In today's Gospel we hear our Lord confronting us with the basic truth that the kingdom of heaven and the kingdoms of this world are on opposite planes and operate by vastly different rules. In the kingdom of heaven it is the poor who are rich, the foolish who are wise, the weak who are strong, the last who are first, and those who willingly choose to die who inherit eternal life.
He begins this exhortation with the call for each one to "deny himself, take up his cross, and follow me," (v. 24). This is a picture of a trial, conviction, and condemnation. The accused is denied his rights to life and liberty because he is found guilty of a capital crime. He is then led out for public execution. The disciples understood very well that to see a man carrying a cross meant he had no future plans or ambitions of his own. He was to die shortly. Jesus uses this illustration to show us graphically what it means to be a disciple. Before we can embrace the life that Jesus offers, we must first find our old life of sin guilty of treason against the King of heaven, and, therefore, led out for public execution. We are to be the executioner. That is, we are to put our old life of sin to death. Only in doing so can we hope to gain the eternal life that Christ offers.
However, the unfortunate truth of our present time is that we think that we can live very comfortably in both kingdoms. We expect to enjoy all that this world has to offer and still inherit eternal life as well. Look back at our Lord's teaching. This is not what He is saying. Furthermore all of the Gospels, the teaching of the Church, it's history, and the lives of the saints show us exactly the opposite. We are called to make a choice. We will either have our pleasure here or hereafter, but not both.
This cannot be merely theoretical. So many would easily say that they are obeying Jesus. But their lives demonstrate something completely different. Our time, our plans, our ambition, and, yes, our money are all offered to God to be placed at His disposal if we are truly living out this teaching of our Lord.
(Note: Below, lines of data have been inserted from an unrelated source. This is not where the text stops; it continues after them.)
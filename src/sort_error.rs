//! SortError: unified error type for topo-order public APIs
//!
//! This error type is used throughout the topo-order library to provide
//! robust, non-panicking error handling for all public APIs.

use thiserror::Error;

/// Unified error type for topo-order operations.
///
/// Cycle detection is the only fatal condition in the core: dangling
/// constraint references are treated as absent constraints, and duplicate
/// identifiers are disambiguated at registration time, so neither surfaces
/// here.
#[derive(Debug, Error, Clone, PartialEq, Eq)]
pub enum SortError {
    /// The constraint graph contains a cycle; no total order satisfies it.
    ///
    /// Retrying without changing the constraints yields the same failure.
    #[error("Graph has a cycle! No topological ordering exists.")]
    CycleFound,
}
The question must be asked then: how much does it cost to gain eternal life? Some would say nothing; Christ paid it all. Others would say a great deal. But our Lord is telling us it will cost us everything. Does the price seem too high? Then He asks us the question, what will you give in exchange for your life? What is worth so much to you that you would keep it and forfeit your own life? When measured against eternity, the things of this world do begin to look pretty paltry.
What difference would it make if we gain the whole world, but lose our own soul in the end? What is worth the price that Christ requires? Do we hang on to our profits, pleasures, possessions, positions, prestige, or popularity? Are these worth more than our own souls? Do we really think our Lord asks for too much?
Today we deal with the uncomfortable truth that the kingdom of heaven and the kingdoms of this world are at war. As surely as someone could not be a loyal citizen of two nations at war with each other, so we cannot live comfortably in both kingdoms. We must make a choice. What will we choose?